What Do All Those Egg Carton Labels Mean?

And what if eggs came with a cruelty fee?


At the end of my previous post, I said, “So before you grab those cheap, nutrient deficient supermarket eggs, stop and think about the price paid by the hens who laid them. If a price were put on their suffering and added to the price of the eggs, could you afford them?”

This has made me wonder what a cruelty fee would look like, so I decided to write a post exploring that idea. How could I possibly put a price on a life of suffering and torment? Of necessity, I will also go into the meanings of all the different labels that you find on egg cartons. My hypothetical cruelty fee is near the end of this page.

United Egg Producers Certified: Produced in Compliance With United Egg Producers’ Animal Husbandry Guidelines

The United Egg Producers is the egg industry’s trade association. Their primary interest seems to be profit for egg producers. This label appears on cheap eggs, and has very minimal requirements. It allows the birds to be caged, often with less space than the size of a sheet of paper. As long as they can “stand comfortably upright in their cage,” they are eligible for this certification.

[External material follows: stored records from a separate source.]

// Additive credibility score.
//
// Starts from a neutral 60 and adds or subtracts a fixed amount per signal.
// Every term is visible in the response details, so a reader can check
// exactly why a post landed where it did. No training data needed.

use serde::Serialize;

use super::status::CredibilityStatus;
use crate::sentiment::traits::{SentimentLabel, SentimentResult};
use crate::signals::TextSignals;

/// Weights for the additive credibility policy.
///
/// Positive values reward a signal, penalties are stored as positive
/// magnitudes and subtracted.
pub struct CredibilityWeights {
    /// Neutral starting score (default 60)
    pub baseline: i32,
    pub sources_bonus: i32,
    pub urls_bonus: i32,
    /// Per distinct reliable lexicon entry
    pub reliable_word_bonus: i32,
    pub clickbait_penalty: i32,
    pub all_caps_penalty: i32,
    /// Applied when there are more than `punctuation_threshold` exclamation marks
    pub exclamation_penalty: i32,
    /// Applied when there are more than `punctuation_threshold` question marks
    pub question_penalty: i32,
    pub punctuation_threshold: usize,
    /// Per distinct suspicious lexicon entry
    pub suspicious_word_penalty: i32,
    /// Applied when the text has fewer than `short_text_words` words
    pub short_text_penalty: i32,
    pub short_text_words: usize,
    /// Scale for POSITIVE sentiment confidence (added)
    pub positive_sentiment_scale: f64,
    /// Scale for NEGATIVE sentiment confidence (subtracted)
    pub negative_sentiment_scale: f64,
}

impl Default for CredibilityWeights {
    fn default() -> Self {
        Self {
            baseline: 60,
            sources_bonus: 15,
            urls_bonus: 5,
            reliable_word_bonus: 8,
            clickbait_penalty: 20,
            all_caps_penalty: 10,
            exclamation_penalty: 10,
            question_penalty: 5,
            punctuation_threshold: 2,
            suspicious_word_penalty: 15,
            short_text_penalty: 10,
            short_text_words: 10,
            positive_sentiment_scale: 10.0,
            negative_sentiment_scale: 5.0,
        }
    }
}

/// A clamped credibility score and its band.
#[derive(Debug, Clone, Copy, PartialEq, Eq, Serialize)]
pub struct CredibilityScore {
    pub score: u8,
    pub status: CredibilityStatus,
}

/// Compute the credibility score from text signals and optional sentiment.
///
/// Returns a score from 0 to 100 and the corresponding status band.
pub fn compute_credibility_score(
    signals: &TextSignals,
    sentiment: Option<&SentimentResult>,
    weights: &CredibilityWeights,
) -> CredibilityScore {
    let raw = base_score(signals, weights) + sentiment_adjustment(sentiment, weights);

    let score = raw.clamp(0, 100) as u8;
    CredibilityScore {
        score,
        status: CredibilityStatus::from_score(score),
    }
}

/// The unclamped text-only score.
pub fn base_score(signals: &TextSignals, weights: &CredibilityWeights) -> i32 {
    let mut score = weights.baseline;

    if signals.has_sources {
        score += weights.sources_bonus;
    }
    if signals.has_urls {
        score += weights.urls_bonus;
    }
    score += signals.reliable_word_count as i32 * weights.reliable_word_bonus;

    if signals.has_clickbait {
        score -= weights.clickbait_penalty;
    }
    if signals.has_all_caps {
        score -= weights.all_caps_penalty;
    }
    if signals.exclamation_count > weights.punctuation_threshold {
        score -= weights.exclamation_penalty;
    }
    if signals.question_count > weights.punctuation_threshold {
        score -= weights.question_penalty;
    }
    score -= signals.suspicious_word_count as i32 * weights.suspicious_word_penalty;
    if signals.word_count < weights.short_text_words {
        score -= weights.short_text_penalty;
    }

    score
}

/// Points contributed by sentiment: +round(c*10) if positive, -round(c*5) if negative.
pub fn sentiment_adjustment(
    sentiment: Option<&SentimentResult>,
    weights: &CredibilityWeights,
) -> i32 {
    match sentiment {
        Some(s) => {
            let confidence = s.confidence.clamp(0.0, 1.0);
            match s.label {
                SentimentLabel::Positive => {
                    (confidence * weights.positive_sentiment_scale).round() as i32
                }
                SentimentLabel::Negative => {
                    -((confidence * weights.negative_sentiment_scale).round() as i32)
                }
            }
        }
        None => 0,
    }
}

#[cfg(test)]
mod tests {
    use super::*;
    use crate::signals::extract;

    fn neutral_signals() -> TextSignals {
        TextSignals {
            word_count: 12,
            has_sources: false,
            has_urls: false,
            has_clickbait: false,
            has_all_caps: false,
            exclamation_count: 0,
            question_count: 0,
            suspicious_word_count: 0,
            reliable_word_count: 0,
        }
    }

    #[test]
    fn test_neutral_text_scores_baseline() {
        let result =
            compute_credibility_score(&neutral_signals(), None, &CredibilityWeights::default());
        assert_eq!(result.score, 60);
        assert_eq!(result.status, CredibilityStatus::NeedsVerification);
    }

    #[test]
    fn test_short_text_penalty() {
        let mut s = neutral_signals();
        s.word_count = 9;
        let result = compute_credibility_score(&s, None, &CredibilityWeights::default());
        assert_eq!(result.score, 50);
    }

    #[test]
    fn test_punctuation_threshold_is_exclusive() {
        let mut s = neutral_signals();
        s.exclamation_count = 2;
        s.question_count = 2;
        let w = CredibilityWeights::default();
        assert_eq!(compute_credibility_score(&s, None, &w).score, 60);

        s.exclamation_count = 3;
        s.question_count = 3;
        // 60 - 10 - 5
        assert_eq!(compute_credibility_score(&s, None, &w).score, 45);
    }

    #[test]
    fn test_clamps_low() {
        let mut s = neutral_signals();
        s.suspicious_word_count = 6;
        s.has_clickbait = true;
        let result = compute_credibility_score(&s, None, &CredibilityWeights::default());
        assert_eq!(result.score, 0);
        assert_eq!(result.status, CredibilityStatus::PotentiallyMisleading);
    }

    #[test]
    fn test_clamps_high() {
        let mut s = neutral_signals();
        s.reliable_word_count = 8;
        s.has_sources = true;
        s.has_urls = true;
        let result = compute_credibility_score(&s, None, &CredibilityWeights::default());
        assert_eq!(result.score, 100);
        assert_eq!(result.status, CredibilityStatus::LikelyReliable);
    }

    #[test]
    fn test_positive_sentiment_rounds() {
        let sentiment = SentimentResult {
            label: SentimentLabel::Positive,
            confidence: 0.96,
        };
        let w = CredibilityWeights::default();
        // round(9.6) = 10
        assert_eq!(sentiment_adjustment(Some(&sentiment), &w), 10);
    }

    #[test]
    fn test_negative_sentiment_rounds() {
        let sentiment = SentimentResult {
            label: SentimentLabel::Negative,
            confidence: 0.99,
        };
        let w = CredibilityWeights::default();
        // -round(4.95) = -5
        assert_eq!(sentiment_adjustment(Some(&sentiment), &w), -5);
    }

    #[test]
    fn test_no_sentiment_no_adjustment() {
        assert_eq!(sentiment_adjustment(None, &CredibilityWeights::default()), 0);
    }

    #[test]
    fn test_scored_from_extracted_signals() {
        let signals = extract("Shocking! This miracle cure is a SCAM they hide from you!!!");
        let result = compute_credibility_score(&signals, None, &CredibilityWeights::default());
        // clickbait -20, caps -10, !x4 -10, miracle+scam -30 => -10 -> 0
        assert_eq!(result.score, 0);
    }
}
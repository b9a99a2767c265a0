// CredibilityPipeline: runs one request end to end.
//
// 1. Validate the request (the only step that can reject)
// 2. Extract text signals
// 3. Classify sentiment, if the augmenter has a classifier
// 4. Score text signals plus sentiment
// 5. Analyze the first image, if an image analyzer is configured
// 6. Assemble the response
//
// Steps 3 and 5 never fail the request: their absence only removes
// fields from the response details.

use std::sync::Arc;

use tracing::{debug, info};

use super::request::{AnalysisRequest, InputError};
use super::response::{assemble, AnalysisResponse};
use crate::media::ImageAuthenticityAnalyzer;
use crate::scoring::{compute_credibility_score, CredibilityWeights};
use crate::sentiment::{ClassifierStatus, SentimentAugmenter};
use crate::signals;

pub struct CredibilityPipeline {
    sentiment: Arc<SentimentAugmenter>,
    images: Option<ImageAuthenticityAnalyzer>,
    weights: CredibilityWeights,
}

impl CredibilityPipeline {
    pub fn new(
        sentiment: Arc<SentimentAugmenter>,
        images: Option<ImageAuthenticityAnalyzer>,
    ) -> Self {
        Self {
            sentiment,
            images,
            weights: CredibilityWeights::default(),
        }
    }

    /// Text-only pipeline: no sentiment classifier, no image analysis.
    pub fn heuristic_only() -> Self {
        Self::new(Arc::new(SentimentAugmenter::disabled()), None)
    }

    pub fn with_weights(mut self, weights: CredibilityWeights) -> Self {
        self.weights = weights;
        self
    }

    pub fn sentiment_status(&self) -> ClassifierStatus {
        self.sentiment.status()
    }

    pub fn image_analysis_enabled(&self) -> bool {
        self.images.is_some()
    }

    /// Analyze a request. Only validation can fail.
    pub async fn analyze(&self, request: &AnalysisRequest) -> Result<AnalysisResponse, InputError> {
        request.validate()?;

        let text = request.text.as_str();
        let signals = signals::extract(text);
        let sentiment = self.sentiment.classify(text).await;
        let score = compute_credibility_score(&signals, sentiment.as_ref(), &self.weights);

        let image = match (&self.images, request.first_image()) {
            (Some(analyzer), Some(url)) => {
                if request.images.len() > 1 {
                    debug!(count = request.images.len(), "Only the first image is analyzed");
                }
                analyzer.analyze(url).await
            }
            (None, Some(_)) => {
                debug!("Image analysis not configured, skipping attached image");
                None
            }
            _ => None,
        };

        info!(
            score = score.score,
            status = score.status.as_str(),
            words = signals.word_count,
            sentiment = sentiment.is_some(),
            image = image.is_some(),
            "Analyzed post"
        );

        Ok(assemble(
            text,
            &signals,
            &score,
            sentiment.as_ref(),
            image.as_ref(),
        ))
    }
}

Beak trimming and forced molting are allowed. Ammonia level requirements are very inadequate and not well enforced.

Caged Hens in all their misery

For cage free operations, there must be a mere 1-1.5 square feet of space per bird, and there is no requirement for outdoor access. These hens are generally fed cheap GMO feed, and are allowed to be fed animal by-products, but even organic eggs can carry this certification. When her production has declined too much (often around 16-18 months), a hen may suffer from malnutrition, disease, or a prolapsed uterus and will likely either be sent to a rendering plant or killed with carbon monoxide. All the male chicks that hatch in the production of the laying hens are killed after hatching, often by being tossed alive into a grinding machine or by being gassed. Fortunately, there is new technology being tested that will allow sexing of partially developed eggs, and UEP has pledged to switch to these new methods and stop killing the male chicks by 2020.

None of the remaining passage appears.